The Molecular Mechanism Of The Organelle Transports In Neurons; Kinesin Superfamily Proteins (Kifs), Structure, Gene, And Function

Many proteins are transported to their proper destination as membranous organelles or protein complexes after synthesis. Especially in highly polarized cells such as epithelial cells and neurons this transport is very important for the proper targeting of proteins to distinct parts of cells. Actually we visualized dynamics of membrane organelles carrying certain kinds of proteins in living cells using GFP technology. In order to understand the mechanism of this transport we identified 26 new members of microtubule based molecular motors, KIFs. Using multiple molecular cell biological and molecular genetical approaches we have characterized these new members. In this lecture I will focus on some of KIF members such as KIF1A, 1B, 3, C2 and 17. KIF1A is the fastest (1.5 μm/sec) anterograde monomeric motor for transport of precursor of synaptic vesicles and essential for neuronal function and survival while KIF1B is a unique monomeric anterograde motor (0.5 μm/sec) for transport of mitochondria.
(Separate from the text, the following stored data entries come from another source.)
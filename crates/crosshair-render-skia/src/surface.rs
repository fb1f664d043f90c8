// File: crates/crosshair-render-skia/src/surface.rs
// Summary: `DrawSurface` implementation drawing onto a borrowed Skia canvas.

use crosshair_core::render::{DrawSurface, StrokeStyle};
use crosshair_core::{Color, Point, Rect};
use skia_safe as skia;

pub fn to_skia_color(c: Color) -> skia::Color {
    skia::Color::from_argb(c.a, c.r, c.g, c.b)
}

/// Crosshair drawing target backed by a Skia canvas.
pub struct SkiaSurface<'a> {
    canvas: &'a skia::Canvas,
}

impl<'a> SkiaSurface<'a> {
    pub fn new(canvas: &'a skia::Canvas) -> Self {
        Self { canvas }
    }

    fn stroke_paint(&self, stroke: &StrokeStyle) -> skia::Paint {
        let mut paint = skia::Paint::default();
        paint.set_anti_alias(true);
        paint.set_style(skia::paint::Style::Stroke);
        paint.set_stroke_width(stroke.width as f32);
        paint.set_color(to_skia_color(stroke.color));
        if !stroke.dash.is_empty() {
            // odd-length patterns repeat once, like a canvas line dash
            let mut intervals: Vec<f32> = stroke.dash.iter().map(|&d| d.max(0.0) as f32).collect();
            if intervals.len() % 2 == 1 {
                intervals.extend_from_within(..);
            }
            if intervals.iter().any(|&d| d > 0.0) {
                paint.set_path_effect(skia::PathEffect::dash(&intervals, 0.0));
            }
        }
        paint
    }

    fn fill_paint(&self, color: Color) -> skia::Paint {
        let mut paint = skia::Paint::default();
        paint.set_anti_alias(true);
        paint.set_style(skia::paint::Style::Fill);
        paint.set_color(to_skia_color(color));
        paint
    }
}

fn pt(p: Point) -> (f32, f32) { (p.x as f32, p.y as f32) }

impl DrawSurface for SkiaSurface<'_> {
    fn line(&mut self, from: Point, to: Point, stroke: &StrokeStyle) {
        let paint = self.stroke_paint(stroke);
        self.canvas.draw_line(pt(from), pt(to), &paint);
    }

    fn rect(&mut self, rect: Rect, fill: Option<Color>, stroke: Option<&StrokeStyle>) {
        let r = rect.normalized();
        let sk = skia::Rect::from_xywh(r.x as f32, r.y as f32, r.width as f32, r.height as f32);
        if let Some(color) = fill {
            self.canvas.draw_rect(sk, &self.fill_paint(color));
        }
        if let Some(stroke) = stroke {
            self.canvas.draw_rect(sk, &self.stroke_paint(stroke));
        }
    }

    fn circle(&mut self, center: Point, radius: f64, fill: Option<Color>, stroke: Option<&StrokeStyle>) {
        if let Some(color) = fill {
            self.canvas.draw_circle(pt(center), radius as f32, &self.fill_paint(color));
        }
        if let Some(stroke) = stroke {
            self.canvas.draw_circle(pt(center), radius as f32, &self.stroke_paint(stroke));
        }
    }
}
KIF3A and KIF3B, expressed ubiquitously, form a heterodimer associated with a protein, KAP3, and work as a new anterograde transporter for membranous organelles which are different from synaptic vesicle precursors and essential for neurite extension. KIFC2 is a neuron specific C‐terminal motor domain type KIF transporting multivesicular body‐like organelles to dendrites. Very recently we have identified new KIF17 which is expressed specifically in neurons and transport NMDA receptors in nerve dendrites. Thus, our studies revealed that transport of important functional molecules as various kinds of membrane organelles and protein complexes is accomplished very precisely by these new molecular motors.